Frequently Asked Questions

Common clinical questions about HEXABRIX vs ISOVUE-128, answered by our medical review team.

1. What is the main difference between HEXABRIX and ISOVUE-128?

HEXABRIX is a Contrast Media that works by Hexabrix is an ionic, high-osmolar iodinated contrast agent that attenuates X-rays, enhancing vascular and tissue contrast during radiographic procedures. Its mechanism is physical rather than pharmacological, based on iodine's atomic number and density.. ISOVUE-128 is a Contrast Media that works by Isovue-128 (iopamidol) is a nonionic, water-soluble, radiographic contrast medium that enhances imaging by attenuating X-rays, thereby increasing contrast between vascular structures and surrounding tissues. Its mechanism is based on the high iodine content which absorbs X-rays, allowing visualization of blood vessels and organs during angiography, urography, and CT scans.. They differ in pharmacokinetic profiles, FDA-approved indications, and side effect profiles.

2. Which is stronger: HEXABRIX or ISOVUE-128?

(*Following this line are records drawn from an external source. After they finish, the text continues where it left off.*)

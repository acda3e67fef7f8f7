//! Availability evaluation — from a raw guest message to a verified verdict.

use chrono::NaiveDate;
use serde::Serialize;
use thiserror::Error;
use tracing::{debug, warn};

use guest_intake::dates::{parse_date_ranges, DateRange};

use crate::calendar::CalendarSource;
use crate::event::{EventStamp, MergedInterval, HOST_TZ};
use crate::reconcile::{overlapping, reconcile};

/// Verified availability state for a requested range.
#[derive(Debug, Clone, PartialEq, Serialize)]
#[serde(tag = "status", rename_all = "snake_case")]
pub enum Availability {
    Available,
    Unavailable,
    /// The calendar source could not be fetched or parsed; `reason` carries
    /// the diagnostic. Not a failure of the request itself.
    Unknown { reason: String },
}

/// Outcome of an evaluation that reached the calendar.
#[derive(Debug, Clone, PartialEq, Serialize)]
pub struct AvailabilityVerdict {
    pub requested: DateRange,
    pub availability: Availability,
    /// Busy blocks overlapping the request, disjoint and sorted by start.
    pub conflicts: Vec<MergedInterval>,
    pub nights: i64,
    /// Human-readable summary sentence; verified facts quote it verbatim.
    pub detail: String,
}

/// Why an evaluation could not even reach the calendar.
///
/// Checks are terminal and run in a fixed order; the Display strings are
/// guest-facing Spanish and stable across runs.
#[derive(Debug, Clone, PartialEq, Eq, Error, Serialize)]
#[serde(rename_all = "snake_case")]
pub enum Rejection {
    #[error("Necesito saber a que propiedad te referis.")]
    MissingProperty,
    #[error("No puedo verificar disponibilidad de {0}.")]
    NoCalendar(String),
    #[error("Necesito fechas de check-in y check-out.")]
    MissingDates,
    #[error("Check-out debe ser posterior a check-in.")]
    CheckoutNotAfterCheckin,
    #[error("La fecha {} ya paso.", .0.format("%d/%m/%Y"))]
    DatePassed(NaiveDate),
}

/// Extract a date range from `text` and verify it against the property's
/// busy calendar.
///
/// Rejection ladder, each step terminal: missing property, missing
/// calendar handle, no parseable dates, checkout not after checkin
/// (re-validated here as the public contract, whatever the parser did),
/// checkin already past. A source that cannot be fetched yields an
/// [`Availability::Unknown`] verdict rather than an error.
pub fn evaluate(
    text: &str,
    property_id: Option<&str>,
    source: Option<&dyn CalendarSource>,
    today: NaiveDate,
) -> Result<AvailabilityVerdict, Rejection> {
    let property = property_id.ok_or(Rejection::MissingProperty)?;
    let source = source.ok_or_else(|| Rejection::NoCalendar(property.to_string()))?;

    let ranges = parse_date_ranges(text, today);
    let Some(requested) = ranges.first().copied() else {
        return Err(Rejection::MissingDates);
    };

    if requested.checkout <= requested.checkin {
        return Err(Rejection::CheckoutNotAfterCheckin);
    }
    if requested.checkin < today {
        return Err(Rejection::DatePassed(requested.checkin));
    }

    let nights = requested.nights();

    let events = match source.fetch() {
        Ok(events) => events,
        Err(err) => {
            warn!(property, error = %err, "calendar source unavailable");
            return Ok(AvailabilityVerdict {
                requested,
                availability: Availability::Unknown {
                    reason: err.to_string(),
                },
                conflicts: Vec::new(),
                nights,
                detail: format!("Error: {err}"),
            });
        }
    };

    let query_start = EventStamp::Date(requested.checkin).to_zoned(HOST_TZ);
    let query_end = EventStamp::Date(requested.checkout).to_zoned(HOST_TZ);

    let merged = reconcile(&events, query_start, query_end);
    let conflicts = overlapping(&merged, query_start, query_end);
    debug!(
        property,
        busy_blocks = merged.len(),
        conflicts = conflicts.len(),
        "availability reconciled"
    );

    let (availability, detail) = match conflicts.first() {
        None => (
            Availability::Available,
            format!(
                "DISPONIBLE del {} al {} ({} noche{}).",
                requested.checkin.format("%d/%m/%Y"),
                requested.checkout.format("%d/%m/%Y"),
                nights,
                if nights > 1 { "s" } else { "" },
            ),
        ),
        Some(first) => (
            Availability::Unavailable,
            format!(
                "NO DISPONIBLE. Hay una reserva del {} al {}.",
                first.start.date_naive().format("%Y-%m-%d"),
                first.end.date_naive().format("%Y-%m-%d"),
            ),
        ),
    };

    Ok(AvailabilityVerdict {
        requested,
        availability,
        conflicts,
        nights,
        detail,
    })
}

Potency comparisons between HEXABRIX and ISOVUE-128 depend on the specific clinical indication. These are both Contrast Media agents and are not directly interchangeable by dose. A physician or clinical pharmacist should guide any therapeutic switching decisions.

3. What is the standard dosing for HEXABRIX vs ISOVUE-128?

The standard adult dose of HEXABRIX is: Intravenous: 0.3-0.6 m L/kg (maximum 100 m L) for urography; 40-80 m L for CT enhancement.. The standard adult dose of ISOVUE-128 is: Adult: 50-200 m L (0.5-2.0 m L/kg) intravenously, single dose for contrast-enhanced CT; for angiography, dose and rate vary by procedure.. Dosing should always be individualized based on indication, renal and hepatic function, age, and other patient factors.

4. Can you take HEXABRIX and ISOVUE-128 together?

No direct drug-drug interaction has been formally documented between HEXABRIX and ISOVUE-128 in current clinical databases. However, individual patient risk factors including other medications, organ function, and comorbidities should always be evaluated by a qualified healthcare provider.

5. Are HEXABRIX and ISOVUE-128 safe during pregnancy?

The maternal-fetal safety profiles differ. HEXABRIX is classified as Category C. HEXABRIX (ioxaglate meglumine and ioxaglate sodium) is an iodinated contrast agent. In animal studies, no teratogenic effects were observed. In humans, there is no evidence of feta. ISOVUE-128 is classified as Category C. Iodinated contrast agents, including iopamidol (ISOVUE-128), are generally considered low risk for teratogenicity in humans based on limited data. In the first trimester, there is . Always consult a maternal-fetal medicine specialist before taking either drug during pregnancy or lactation.